パッシブハウスとは、できるだけ冷暖房設備に頼り切らずに自然エネルギーを活かして、一年を通して快適な室内環境を実現する、ドイツ生まれの超省エネ基準を標榜する住宅を言います。
とは言え、業界内では注目されていても国内の一般の方々、ましてや徳島県内でも馴染みが薄いのは否めません。
そこで今回は、徳島県という北部と南部で気候に違いがある地域にこそフィットするのではないかと考えている、パッシブハウスについて紹介を兼ねて解説します。
【目次】
【快適に暮らすためのパッシブハウスとは】
住まいにおける快適さを求めるなら、パッシブハウスは一考の価値ありです。
改めて、パッシブハウスとは何なのか、定義や基準はどうなっているのかについて、まずはお伝えすることにします。
聞き慣れない用語や具体的な数字が出できますが、参考までにご覧ください。
パッシブハウスとは何か
パッシブハウス・ジャパン(※1)の公式サイトでは、
「断熱材や、高性能な窓、熱を逃さない換気システムを導入して、徹底的に熱を逃がさないよう工夫」された住宅です。

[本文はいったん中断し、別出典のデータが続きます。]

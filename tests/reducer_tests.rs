//! Reducer Tests
//!
//! Behavioral properties of the reducer over whole action sequences,
//! including actions parsed from their wire form.

use chrono::{Duration, TimeZone, Utc};
use serde_json::json;

use table_editor::state::persistence;
use table_editor::{reduce, Action, AppState, Row, Table, User};

fn user(id: &str, name: &str) -> User {
    User {
        id: id.to_string(),
        name: name.to_string(),
        email: format!("{}@x.com", id),
    }
}

fn row(id: &str, text: &str, minute: i64) -> Row {
    Row {
        id: id.to_string(),
        text: text.to_string(),
        created_by: "Alice".to_string(),
        created_at: Utc.with_ymd_and_hms(2024, 3, 1, 12, 0, 0).unwrap() + Duration::minutes(minute),
        modified_by: None,
        modified_at: None,
    }
}

fn table(id: &str, name: &str, rows: Vec<Row>) -> Table {
    Table {
        id: id.to_string(),
        name: name.to_string(),
        rows,
        created_by: "Alice".to_string(),
        created_at: Utc.with_ymd_and_hms(2024, 3, 1, 11, 0, 0).unwrap(),
    }
}

/// A mixed sequence touching every action kind.
fn script() -> Vec<Action> {
    vec![
        Action::AddUser(user("u1", "Alice")),
        Action::AddUser(user("u2", "Bob")),
        Action::SetActiveUser(Some("u2".to_string())),
        Action::AddTable(table("t1", "Inventory", vec![])),
        Action::AddTable(table("t2", "Notes", vec![row("n1", "hello", 0)])),
        Action::add_row("t1", row("r1", "Widget", 1)),
        Action::add_row("t1", row("r2", "Gadget", 2)),
        Action::update_row("t1", row("r2", "Gizmo", 3)),
        Action::delete_row("t2", "n1"),
        Action::rename_table("t2", "Scratch"),
        Action::UpdateUser(user("u1", "Alicia")),
        Action::DeleteUser("u2".to_string()),
        Action::Unknown("SORT_ROWS".to_string()),
    ]
}

fn run(state: &AppState, actions: &[Action]) -> AppState {
    actions
        .iter()
        .fold(state.clone(), |acc, action| reduce(&acc, action))
}

#[test]
fn test_every_prefix_is_deterministic_and_input_untouched() {
    let actions = script();
    let mut state = AppState::default();

    for action in &actions {
        let before = state.clone();
        let a = reduce(&state, action);
        let b = reduce(&state, action);
        assert_eq!(a, b, "{} is not deterministic", action.kind());
        assert_eq!(state, before, "{} mutated its input", action.kind());
        state = a;
    }
}

#[test]
fn test_script_final_state() {
    let state = run(&AppState::default(), &script());

    assert_eq!(state.users, vec![user("u1", "Alicia")]);
    // Bob was active and got deleted.
    assert!(state.active_user_id.is_none());

    let inventory = state.find_table("t1").unwrap();
    let texts: Vec<&str> = inventory.rows.iter().map(|r| r.text.as_str()).collect();
    assert_eq!(texts, vec!["Widget", "Gizmo"]);

    let scratch = state.find_table("t2").unwrap();
    assert_eq!(scratch.name, "Scratch");
    assert!(scratch.rows.is_empty());
}

#[test]
fn test_update_user_idempotent_for_every_user() {
    let state = run(&AppState::default(), &script()[..5]);
    for u in &state.users {
        assert_eq!(reduce(&state, &Action::UpdateUser(u.clone())), state);
    }
}

#[test]
fn test_delete_table_leaves_no_reachable_rows() {
    let rows = vec![row("a", "1", 0), row("b", "2", 1), row("c", "3", 2)];
    let state = reduce(&AppState::default(), &Action::AddTable(table("t1", "Inventory", rows)));
    let next = reduce(&state, &Action::DeleteTable("t1".to_string()));

    assert!(next.find_table("t1").is_none());
    assert!(next
        .tables
        .iter()
        .flat_map(|t| t.rows.iter())
        .all(|r| !["a", "b", "c"].contains(&r.id.as_str())));
}

#[test]
fn test_serialize_then_load_from_storage_is_identity() {
    let actions = script();
    let mut state = AppState::default();

    for action in &actions {
        state = reduce(&state, action);
        let snapshot = persistence::deserialize(&persistence::serialize(&state).unwrap()).unwrap();
        let restored = reduce(&AppState::default(), &Action::LoadFromStorage(snapshot));
        assert_eq!(restored, state);
    }
}

#[test]
fn test_update_row_in_missing_table_is_no_op() {
    let state = run(&AppState::default(), &script());
    let action = Action::from_json(json!({
        "type": "UPDATE_ROW",
        "payload": {
            "tableId": "missing",
            "row": {
                "id": "r1",
                "text": "X",
                "createdBy": "Alice",
                "createdAt": "2024-03-01T12:00:00Z",
                "modifiedBy": null,
                "modifiedAt": null
            }
        }
    }))
    .unwrap();

    assert_eq!(reduce(&state, &action), state);
}

#[test]
fn test_wire_actions_drive_the_scenario() {
    let wire = vec![
        json!({"type": "ADD_USER", "payload": {"id": "u1", "name": "Alice", "email": "a@x.com"}}),
        json!({"type": "SET_ACTIVE_USER", "payload": "u1"}),
        json!({"type": "ADD_TABLE", "payload": {
            "id": "t1", "name": "Inventory", "rows": [],
            "createdBy": "Alice", "createdAt": "2024-01-15T09:00:00.000Z"
        }}),
        json!({"type": "ADD_ROW", "payload": {"tableId": "t1", "row": {
            "id": "r1", "text": "Widget", "createdBy": "Alice",
            "createdAt": "2024-01-15T09:05:00.000Z", "modifiedBy": null, "modifiedAt": null
        }}}),
        json!({"type": "SOMETHING_THE_REDUCER_IGNORES", "payload": 42}),
    ];

    let state = wire
        .into_iter()
        .map(|v| Action::from_json(v).unwrap())
        .fold(AppState::default(), |acc, action| reduce(&acc, &action));

    assert_eq!(state.users.len(), 1);
    assert_eq!(state.active_user_id.as_deref(), Some("u1"));
    assert_eq!(state.tables[0].name, "Inventory");
    assert_eq!(state.tables[0].rows[0].text, "Widget");
}

#[test]
fn test_duplicates_are_accepted_by_reducer() {
    let state = run(
        &AppState::default(),
        &[
            Action::AddUser(user("u1", "Alice")),
            Action::AddUser(user("u1", "Alice")),
            Action::AddTable(table("t1", "A", vec![])),
            Action::AddTable(table("t1", "B", vec![])),
        ],
    );
    assert_eq!(state.users.len(), 2);

    // Renaming by a duplicated id touches every match.
    let renamed = reduce(&state, &Action::rename_table("t1", "C"));
    assert!(renamed.tables.iter().all(|t| t.name == "C"));
}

具体的には1991年、ドイツの物理学者であるヴォルフガング・ファイスト博士が発案・開発し、同博士が設立したパッシブハウス研究所で確立された基準を満たすことが前提となっています。
その基準とは、以下の3つです。
- 一次エネルギー(※1)消費量:120kWh/㎡以下
- 気密性能:50Pa加圧時の漏気回数0.6回以下(C値換算0.2c㎡/㎡以下)
- 冷暖房負荷:それぞれ15kWh/㎡以下
パッシブハウスとして認定されるためには、これらの基準をクリアし、パッシブハウス・ジャパンの審査を経ることが求められます。
※1一次エネルギー…石油や天然ガス、石炭、水力、電力など自然から直接採取できるエネルギーのこと
パッシブハウスの特徴
パッシブハウスの特徴は、
- 高断熱
- 高気密
- 複層窓
- 計算されつくした庇(ひさし)
- 熱交換換気システム
が設計のベースとなっていることです。
具体的には、冬は南側の窓から太陽光を取り入れて暖房代わりとし、夏は北側に設けた窓から熱を逃がして過ごしやすくするというのが、パッシブハウスの考え方です。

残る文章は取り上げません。